::: Records supplied :::

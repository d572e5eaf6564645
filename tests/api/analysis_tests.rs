//! Completing sessions and the background damage analysis.

use actix_web::http::StatusCode;
use damage_inspection_lib::config::AnalyzerBackend;
use damage_inspection_lib::models::analysis::AnalysisStatus;
use damage_inspection_lib::services::{AnalysisRunner, StubDamageAnalyzer};
use serde_json::{Value, json};
use std::sync::Arc;

use super::helpers::*;
use super::mock_provider::MockVisionProvider;

async fn session_status<S>(app: &S, id: &str) -> Value
where
    S: actix_web::dev::Service<
            actix_http::Request,
            Response = actix_web::dev::ServiceResponse,
            Error = actix_web::Error,
        >,
{
    let (_, body) = call_json(app, get(&format!("/api/v1/sessions/{}/details", id))).await;
    body["data"]["session"]["status"].clone()
}

#[actix_rt::test]
async fn test_complete_without_credential_records_error() {
    let env = setup().await;
    let app = create_test_app(&env, AppOptions::default()).await;

    let session = create_session(&app, None).await;
    let id = session["id"].as_str().unwrap();
    upload_photo(&app, id, 0, "fronte").await;

    let (status, body) =
        call_json(&app, post_empty(&format!("/api/v1/sessions/{}/complete", id))).await;
    assert_eq!(status, StatusCode::OK);
    assert_eq!(body["data"]["status"], "uploaded");
    assert_eq!(body["data"]["valid_photos"], 1);
    assert!(body["data"]["completed_at"].is_string());

    let results = wait_for_analysis(&app, id).await;
    assert_eq!(results, json!({"analysis_status": "error", "damages": []}));
    assert_eq!(session_status(&app, id).await, "completed");
}

#[actix_rt::test]
async fn test_complete_with_no_photos_is_empty_success() {
    let env = setup().await;
    let app = create_test_app(&env, AppOptions::default()).await;

    let session = create_session(&app, None).await;
    let id = session["id"].as_str().unwrap();

    let (status, body) =
        call_json(&app, post_empty(&format!("/api/v1/sessions/{}/complete", id))).await;
    assert_eq!(status, StatusCode::OK);
    assert_eq!(body["data"]["valid_photos"], 0);

    let results = wait_for_analysis(&app, id).await;
    assert_eq!(results, json!({"analysis_status": "completed", "damages": []}));
    assert_eq!(session_status(&app, id).await, "completed");
}

#[actix_rt::test]
async fn test_provider_damages_are_filtered_to_vocabulary() {
    let provider = MockVisionProvider::start().await;
    provider.set_analysis_reply(
        r#"{"damages": [
            {"damage_type": "graffio", "severity": "lieve", "zone": "frontale",
             "description": "Graffio sul parafango"},
            {"damage_type": "bruciatura", "severity": "grave", "zone": "frontale"},
            {"damage_type": "crepa", "severity": "catastrofico", "zone": "posteriore"},
            {"damage_type": "crepa", "severity": "grave", "zone": "posteriore"},
            {"damage_type": "graffio", "severity": "moderato", "zone": "laterale_destro"},
            "not an object"
        ]}"#,
    );
    let env = setup().await;
    let app = create_test_app(&env, AppOptions::with_provider(&provider.base_url)).await;

    let session = create_session(&app, None).await;
    let id = session["id"].as_str().unwrap();
    upload_photo(&app, id, 0, "fronte").await;
    upload_photo(&app, id, 2, "retro").await;
    call_json(&app, post_empty(&format!("/api/v1/sessions/{}/complete", id))).await;

    let results = wait_for_analysis(&app, id).await;
    assert_eq!(results["analysis_status"], "completed");

    let damages = results["damages"].as_array().unwrap();
    assert_eq!(damages.len(), 3);
    assert!(damages.iter().all(|d| d["bounding_box"].is_null()));
    assert!(damages.iter().any(|d| d["damage_type"] == "graffio"
        && d["zone"] == "frontale"
        && d["description"] == "Graffio sul parafango"));
    assert!(!damages.iter().any(|d| d["damage_type"] == "bruciatura"));

    // Analysis request carries both stored photos
    let request = provider.last_request().unwrap();
    let content = request.pointer("/messages/0/content").unwrap();
    assert_eq!(content.as_array().unwrap().len(), 3);

    let analysis = env.pool.get_analysis_for_session(id).await.unwrap().unwrap();
    let raw: Value = serde_json::from_str(analysis.raw_response.as_deref().unwrap()).unwrap();
    assert_eq!(raw["damages"].as_array().unwrap().len(), 3);

    let (_, body) = call_json(&app, get("/api/v1/sessions")).await;
    let item = &body["data"][0];
    assert_eq!(item["analysis_status"], "completed");
    assert_eq!(item["damage_count"], 3);
    let mut types: Vec<&str> = item["damage_types"]
        .as_array()
        .unwrap()
        .iter()
        .map(|t| t.as_str().unwrap())
        .collect();
    types.sort_unstable();
    assert_eq!(types, ["crepa", "graffio"]);
    assert_eq!(item["status"], "completed");
}

#[actix_rt::test]
async fn test_provider_error_is_redacted() {
    let provider = MockVisionProvider::start().await;
    let env = setup().await;
    let app = create_test_app(&env, AppOptions::with_provider(&provider.base_url)).await;

    let session = create_session(&app, None).await;
    let id = session["id"].as_str().unwrap();
    upload_photo(&app, id, 0, "fronte").await;

    provider.fail_with(
        401,
        &format!("{{\"error\": \"Incorrect API key provided: {}\"}}", TEST_PROVIDER_KEY),
    );
    call_json(&app, post_empty(&format!("/api/v1/sessions/{}/complete", id))).await;

    let results = wait_for_analysis(&app, id).await;
    assert_eq!(results["analysis_status"], "error");

    let analysis = env.pool.get_analysis_for_session(id).await.unwrap().unwrap();
    let raw = analysis.raw_response.unwrap();
    assert!(raw.contains("401"));
    assert!(raw.contains("[REDACTED]"));
    assert!(!raw.contains(TEST_PROVIDER_KEY));
    assert_eq!(session_status(&app, id).await, "completed");
}

#[actix_rt::test]
async fn test_stub_analyzer_follows_angle_labels() {
    let env = setup().await;
    let app = create_test_app(
        &env,
        AppOptions {
            analyzer: AnalyzerBackend::Stub,
            ..AppOptions::default()
        },
    )
    .await;

    let session = create_session(&app, None).await;
    let id = session["id"].as_str().unwrap();
    upload_photo(&app, id, 0, "fronte").await;
    upload_photo(&app, id, 1, "lato_sinistro").await;
    call_json(&app, post_empty(&format!("/api/v1/sessions/{}/complete", id))).await;

    let results = wait_for_analysis(&app, id).await;
    assert_eq!(results["analysis_status"], "completed");

    let damages = results["damages"].as_array().unwrap();
    assert_eq!(damages.len(), 2);
    assert!(damages.iter().any(|d| d["zone"] == "frontale" && d["damage_type"] == "graffio"));
    assert!(damages
        .iter()
        .any(|d| d["zone"] == "laterale_sinistro" && d["damage_type"] == "ammaccatura"));

    let (_, body) = call_json(&app, get(&format!("/api/v1/sessions/{}/details", id))).await;
    assert_eq!(body["data"]["analysis_status"], "completed");
    assert_eq!(body["data"]["damages"].as_array().unwrap().len(), 2);
}

#[actix_rt::test]
async fn test_rerun_replaces_previous_result() {
    let env = setup().await;
    let app = create_test_app(&env, AppOptions::default()).await;

    let session = create_session(&app, Some("rerun")).await;
    let id = session["id"].as_str().unwrap();
    upload_photo(&app, id, 0, "fronte").await;

    let runner = AnalysisRunner::new(env.pool.clone(), Arc::new(StubDamageAnalyzer));
    assert_eq!(runner.run(id).await.unwrap(), AnalysisStatus::Completed);
    let first = env.pool.get_analysis_for_session(id).await.unwrap().unwrap();

    assert_eq!(runner.run(id).await.unwrap(), AnalysisStatus::Completed);
    let second = env.pool.get_analysis_for_session(id).await.unwrap().unwrap();

    assert_eq!(first.id, second.id);
    assert_eq!(env.pool.get_damages(&second.id).await.unwrap().len(), 1);
    assert_eq!(
        env.pool
            .get_analyses_for_sessions(&[id.to_string()])
            .await
            .unwrap()
            .len(),
        1
    );
}

#[actix_rt::test]
async fn test_incomplete_session_is_not_advanced_by_analysis() {
    let env = setup().await;
    let app = create_test_app(&env, AppOptions::default()).await;

    let session = create_session(&app, None).await;
    let id = session["id"].as_str().unwrap();
    call_json(&app, post_empty(&format!("/api/v1/sessions/{}/incomplete", id))).await;

    let runner = AnalysisRunner::new(env.pool.clone(), Arc::new(StubDamageAnalyzer));
    runner.run(id).await.unwrap();

    assert_eq!(session_status(&app, id).await, "incomplete");
}

#[actix_rt::test]
async fn test_completing_twice_keeps_one_analysis() {
    let env = setup().await;
    let app = create_test_app(
        &env,
        AppOptions {
            analyzer: AnalyzerBackend::Stub,
            ..AppOptions::default()
        },
    )
    .await;

    let session = create_session(&app, Some("double-complete")).await;
    let id = session["id"].as_str().unwrap();
    upload_photo(&app, id, 0, "fronte").await;

    let uri = format!("/api/v1/sessions/{}/complete", id);
    let (first, _) = call_json(&app, post_empty(&uri)).await;
    let (second, _) = call_json(&app, post_empty(&uri)).await;
    assert_eq!(first, StatusCode::OK);
    assert_eq!(second, StatusCode::OK);

    // Both queued runs go through the single worker.
    wait_for_analysis(&app, id).await;
    tokio::time::sleep(std::time::Duration::from_millis(200)).await;
    let results = wait_for_analysis(&app, id).await;

    assert_eq!(results["analysis_status"], "completed");
    assert_eq!(results["damages"].as_array().unwrap().len(), 1);

    let analyses = env
        .pool
        .get_analyses_for_sessions(&[id.to_string()])
        .await
        .unwrap();
    assert_eq!(analyses.len(), 1);
    assert_eq!(env.pool.get_damages(&analyses[0].id).await.unwrap().len(), 1);
    assert_eq!(session_status(&app, id).await, "completed");
}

:::

Pick out every line of the listing containing the word "description", and show those lines.

             "description": "Graffio sul parafango"},
        && d["description"] == "Graffio sul parafango"));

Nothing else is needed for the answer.